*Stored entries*
****************************************

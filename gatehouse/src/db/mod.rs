//! Database module providing PostgreSQL connection pooling and utilities.
//!
//! This module manages the connection pool using sqlx and hosts the store
//! contracts the authentication engine runs against, together with their
//! PostgreSQL and in-memory implementations.

use sqlx::postgres::{PgPool, PgPoolOptions};
use std::time::Duration;

pub mod config;
pub mod repository;
pub mod timeouts;

pub use config::DatabaseConfig;
pub use repository::{
    AccountStore, MemoryAccountStore, MemorySessionStore, PgAccountStore, PgSessionStore,
    SessionStore,
};

/// Database connection pool wrapper
#[derive(Clone)]
pub struct Database {
    pool: PgPool,
}

impl Database {
    /// Create a new database connection pool
    ///
    /// # Arguments
    ///
    /// * `config` - Database configuration
    ///
    /// # Returns
    ///
    /// * `Result<Database, sqlx::Error>` - Database instance or error
    pub async fn new(config: &DatabaseConfig) -> Result<Self, sqlx::Error> {
        let pool = PgPoolOptions::new()
            .max_connections(config.max_connections)
            .min_connections(config.min_connections)
            .acquire_timeout(Duration::from_secs(config.connection_timeout_secs))
            .idle_timeout(Duration::from_secs(config.idle_timeout_secs))
            .max_lifetime(Duration::from_secs(config.max_lifetime_secs))
            .connect(&config.database_url)
            .await?;

        Ok(Self { pool })
    }

    /// Get a reference to the connection pool
    pub fn pool(&self) -> &PgPool {
        &self.pool
    }

    /// Check if the database connection is healthy
    pub async fn health_check(&self) -> Result<(), sqlx::Error> {
        sqlx::query("SELECT 1").execute(&self.pool).await?;
        Ok(())
    }

    /// Create the `users` and `sessions` tables if they are missing.
    ///
    /// One row per login and one row per issued token; the failure counter
    /// defaults to zero and the token column is the primary key, so a token
    /// can never be recorded twice.
    pub async fn ensure_schema(&self) -> Result<(), sqlx::Error> {
        sqlx::query(
            "CREATE TABLE IF NOT EXISTS users (
                login TEXT PRIMARY KEY,
                password_hash TEXT NOT NULL,
                failed_logins INT NOT NULL DEFAULT 0
            )",
        )
        .execute(&self.pool)
        .await?;

        sqlx::query(
            "CREATE TABLE IF NOT EXISTS sessions (
                token UUID PRIMARY KEY,
                created_at TIMESTAMPTZ NOT NULL
            )",
        )
        .execute(&self.pool)
        .await?;

        Ok(())
    }

    /// Close the database connection pool
    pub async fn close(self) {
        self.pool.close().await;
    }
}
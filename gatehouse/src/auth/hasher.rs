//! Credential hashing and verification.

use argon2::{
    Argon2,
    password_hash::{
        Error as HashError, PasswordHash, PasswordHasher, PasswordVerifier, SaltString,
        rand_core::OsRng,
    },
};

use super::errors::{AuthError, AuthResult};

/// Argon2id credential hasher.
///
/// Secrets are PHC strings embedding the algorithm parameters and a per-call
/// random salt, so verification needs nothing beyond the stored secret
/// itself. Hashing the same password twice yields different secrets.
#[derive(Clone)]
pub struct CredentialHasher {
    argon2: Argon2<'static>,
}

impl Default for CredentialHasher {
    fn default() -> Self {
        Self {
            argon2: Argon2::default(),
        }
    }
}

impl CredentialHasher {
    /// Hasher with the default Argon2id cost parameters.
    pub fn new() -> Self {
        Self::default()
    }

    /// Hasher over a custom `Argon2` instance, e.g. with cheap cost
    /// parameters for tests.
    pub fn with_argon2(argon2: Argon2<'static>) -> Self {
        Self { argon2 }
    }

    /// Hash a password under a fresh random salt.
    pub fn hash(&self, password: &str) -> AuthResult<String> {
        let salt = SaltString::generate(&mut OsRng);

        Ok(self
            .argon2
            .hash_password(password.as_bytes(), &salt)
            .map_err(|_| AuthError::HashingFailed)?
            .to_string())
    }

    /// Verify a password against a stored secret.
    ///
    /// Recomputes the hash under the secret's embedded parameters and
    /// compares in constant time. A wrong password is the `Ok(false)`
    /// outcome; only a malformed secret is an error.
    pub fn verify(&self, password: &str, secret: &str) -> AuthResult<bool> {
        let parsed = PasswordHash::new(secret).map_err(|_| AuthError::CorruptSecret)?;

        match self.argon2.verify_password(password.as_bytes(), &parsed) {
            Ok(()) => Ok(true),
            Err(HashError::Password) => Ok(false),
            Err(_) => Err(AuthError::CorruptSecret),
        }
    }
}
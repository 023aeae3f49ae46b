//! Structured logging configuration.

use tracing_subscriber::{EnvFilter, layer::SubscriberExt, util::SubscriberInitExt};

/// Initialize structured logging.
///
/// Log levels are configurable via the `RUST_LOG` environment variable;
/// sqlx and hyper are quieted by default.
pub fn init() {
    let env_filter = EnvFilter::try_from_default_env()
        .unwrap_or_else(|_| EnvFilter::new("info,sqlx=warn,hyper=warn"));

    let fmt_layer = tracing_subscriber::fmt::layer().with_target(true);

    tracing_subscriber::registry()
        .with(env_filter)
        .with(fmt_layer)
        .init();
}

/// Log a rejected authentication attempt with structured fields.
pub fn log_auth_rejected(operation: &str, login: &str, outcome: &str) {
    tracing::warn!(
        operation = operation,
        login = login,
        outcome = outcome,
        "Authentication rejected"
    );
}

/// Log a backend fault with context. The cause is logged here and never
/// surfaced to the client.
pub fn log_backend_failure(operation: &str, error: &dyn std::fmt::Display) {
    tracing::error!(operation = operation, error = %error, "Backend failure");
}
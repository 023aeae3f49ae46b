//! HTTP REST API for the authentication service.
//!
//! # Architecture
//!
//! The API is built with:
//! - **Axum**: async web framework for the HTTP surface
//! - **Tower**: CORS and request-ID middleware
//! - **Opaque tokens**: random 128-bit session tokens checked on every request
//!
//! # Modules
//!
//! - [`auth`]: account registration and login
//! - [`session`]: token check (`ping`) and the protected session endpoint
//! - [`middleware`]: bearer-token middleware for protected endpoints
//! - [`request_id`]: request-ID generation and propagation
//!
//! # Endpoints Overview
//!
//! ```text
//! GET  /health                 - Liveness check (public)
//! POST /api/v1/auth/register   - Register account (public)
//! POST /api/v1/auth/login      - Login, returns a session token (public)
//! POST /api/v1/ping            - Check a token passed in the body (public)
//! GET  /api/v1/session         - Session status (bearer token required)
//! ```

pub mod auth;
pub mod middleware;
pub mod request_id;
pub mod session;

use axum::{
    Router,
    http::StatusCode,
    response::{IntoResponse, Json},
    routing::{get, post},
};
use gatehouse::AuthManager;
use serde_json::json;
use std::sync::Arc;
use tower_http::cors::CorsLayer;

/// Application state shared across all HTTP handlers.
///
/// Cloned per request (cheap, Arc inside); the manager itself is stateless,
/// so a single instance serves every handler concurrently.
#[derive(Clone)]
pub struct AppState {
    pub auth_manager: Arc<AuthManager>,
}

/// Create the complete API router with all endpoints and middleware.
///
/// Routes are versioned under `/api/v1` so the surface can evolve without
/// breaking existing clients; the health check stays unversioned for load
/// balancers.
pub fn create_router(state: AppState) -> Router {
    let v1_routes = create_v1_router(state.clone());

    let root_routes = Router::new().route("/health", get(health_check));

    Router::new()
        .merge(root_routes)
        .nest("/api/v1", v1_routes)
        .layer(axum::middleware::from_fn(request_id::request_id_middleware))
        .layer(CorsLayer::permissive())
        .with_state(state)
}

/// Create the v1 router: public credential endpoints plus the
/// session-protected routes.
fn create_v1_router(state: AppState) -> Router<AppState> {
    let public_routes = Router::new()
        .route("/auth/register", post(auth::register))
        .route("/auth/login", post(auth::login))
        .route("/ping", post(session::ping));

    let protected_routes = Router::new()
        .route("/session", get(session::session_status))
        .layer(axum::middleware::from_fn_with_state(
            state.clone(),
            middleware::session_auth_middleware,
        ));

    Router::new().merge(public_routes).merge(protected_routes)
}

/// Liveness endpoint for monitoring and load balancers.
///
/// Reports the process as up; store reachability is the store adapter's
/// concern and surfaces through the auth endpoints as 500s.
async fn health_check() -> impl IntoResponse {
    let response = json!({
        "status": "healthy",
        "version": env!("CARGO_PKG_VERSION"),
        "timestamp": chrono::Utc::now().to_rfc3339(),
    });

    (StatusCode::OK, Json(response))
}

****************************************

*EXERCISE AIM*
In the entries above, find the line with "quieted by default." and the line with "to the client.", then restate word for word both of them and every line between, with nothing more.

*EXERCISE RESPONSE*
/// sqlx and hyper are quieted by default.
pub fn init() {
    let env_filter = EnvFilter::try_from_default_env()
        .unwrap_or_else(|_| EnvFilter::new("info,sqlx=warn,hyper=warn"));

    let fmt_layer = tracing_subscriber::fmt::layer().with_target(true);

    tracing_subscriber::registry()
        .with(env_filter)
        .with(fmt_layer)
        .init();
}

/// Log a rejected authentication attempt with structured fields.
pub fn log_auth_rejected(operation: &str, login: &str, outcome: &str) {
    tracing::warn!(
        operation = operation,
        login = login,
        outcome = outcome,
        "Authentication rejected"
    );
}

/// Log a backend fault with context. The cause is logged here and never
/// surfaced to the client.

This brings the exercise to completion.